Ana rompió a llorar.

– ¡No me regañéis porque dije que la habíamos sacado del barco! -sollozó-. Por favor, no. No tenía más remedio que decírselo. Me lo había preguntado.

– Está bien, pequeña -dijo Julián, poniendo la mano en el hombro de su hermanita. Parecía furioso. Pensaba que lo que había hecho su tío, quitarles la caja de esa manera, era muy poco noble-. Esto no pienso aguantarlo. Tenemos que recuperar la caja y abrir el cofre -dijo-. Estoy seguro de que tu padre la olvidará en seguida. Ya tiene bastante trabajo con sus libros y no se va a dedicar ahora a preocuparse de ella. Aguardaré la primera oportunidad, me meteré en su despacho y me haré con la caja, ¡aunque a lo mejor me descubre y me da una paliza!

– Muy bien -dijo Jorge-. Vigilaremos para ver cuándo sale papá del despacho.

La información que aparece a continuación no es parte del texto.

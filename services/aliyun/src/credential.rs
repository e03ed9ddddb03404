// Licensed to the Apache Software Foundation (ASF) under one
// or more contributor license agreements.  See the NOTICE file
// distributed with this work for additional information
// regarding copyright ownership.  The ASF licenses this file
// to you under the Apache License, Version 2.0 (the
// "License"); you may not use this file except in compliance
// with the License.  You may obtain a copy of the License at
//
//   http://www.apache.org/licenses/LICENSE-2.0
//
// Unless required by applicable law or agreed to in writing,
// software distributed under the License is distributed on an
// "AS IS" BASIS, WITHOUT WARRANTIES OR CONDITIONS OF ANY
// KIND, either express or implied.  See the License for the
// specific language governing permissions and limitations
// under the License.

use alicred_core::time::DateTime;
use alicred_core::utils::Redact;
use alicred_core::ExpiringCredential;
use std::fmt::{Debug, Formatter};

/// Credential that holds the access key pair and the optional session token.
///
/// A credential with `expiration` is valid strictly before that instant, one
/// without never expires.
#[derive(Default, Clone, PartialEq, Eq)]
pub struct Credential {
    /// Access key id for aliyun services.
    pub access_key_id: String,
    /// Access key secret for aliyun services.
    pub access_key_secret: String,
    /// Security token for session credentials.
    pub security_token: Option<String>,
    /// Expiration time for this credential.
    pub expiration: Option<DateTime>,
}

impl Credential {
    /// Build a static credential that never expires.
    pub fn new(access_key_id: impl Into<String>, access_key_secret: impl Into<String>) -> Self {
        Self {
            access_key_id: access_key_id.into(),
            access_key_secret: access_key_secret.into(),
            security_token: None,
            expiration: None,
        }
    }

    /// Check whether the credential is expired at `now`.
    pub fn is_expired(&self, now: DateTime) -> bool {
        ExpiringCredential::is_expired(self, now)
    }
}

impl Debug for Credential {
    fn fmt(&self, f: &mut Formatter<'_>) -> std::fmt::Result {
        f.debug_struct("Credential")
            .field("access_key_id", &Redact::from(&self.access_key_id))
            .field("access_key_secret", &Redact::from(&self.access_key_secret))
            .field("security_token", &Redact::from(&self.security_token))
            .field("expiration", &self.expiration)
            .finish()
    }
}

impl ExpiringCredential for Credential {
    fn expires_at(&self) -> Option<DateTime> {
        self.expiration
    }
}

Todos se dedicaron por turno a la vigilancia, pero tío Quintín, con gran enojo de los chicos, se pasó encerrado toda la mañana. Tía Fanny estaba sorprendida de ver de vez en cuando a uno o dos de los chicos en el jardín, lo que suponía que no habían querido ir a bañarse a la playa.

– ¿Por qué no vais todos a cualquier sitio, a la playa por ejemplo? -les dijo-. ¿Es que habéis reñido?

– No -dijo Dick-. Claro que no.

Pero se guardó mucho de decir por qué estaba en el jardín quieto y sin hacer nada.

– ¿Es que tu padre nunca sale de casa? -preguntó a Jorge cuando le tocó a ésta el turno de vigilar-. No creo que eso le siente muy bien a su salud.

– Los hombres de ciencia nunca salen de casa -dijo Jorge, como si conociese al dedillo todo lo concerniente a los hombres de ciencia-. Pero sí podría ser que esta tarde durmiera un rato la siesta. A veces lo hace.

Aquella tarde Julián se apostó en el jardín. Se sentó bajo un árbol y empezó a hojear un libro. No mucho después oyó un curioso ruido que le hizo levantar la vista. ¡En seguida se dio cuenta de qué se trataba!

"¡Es que tío Quintín está roncando! -se dijo, excitado-. ¡Es eso! ¡Oh, ahora podré meterme en la casa por la puerta-ventana y rescatar la caja!"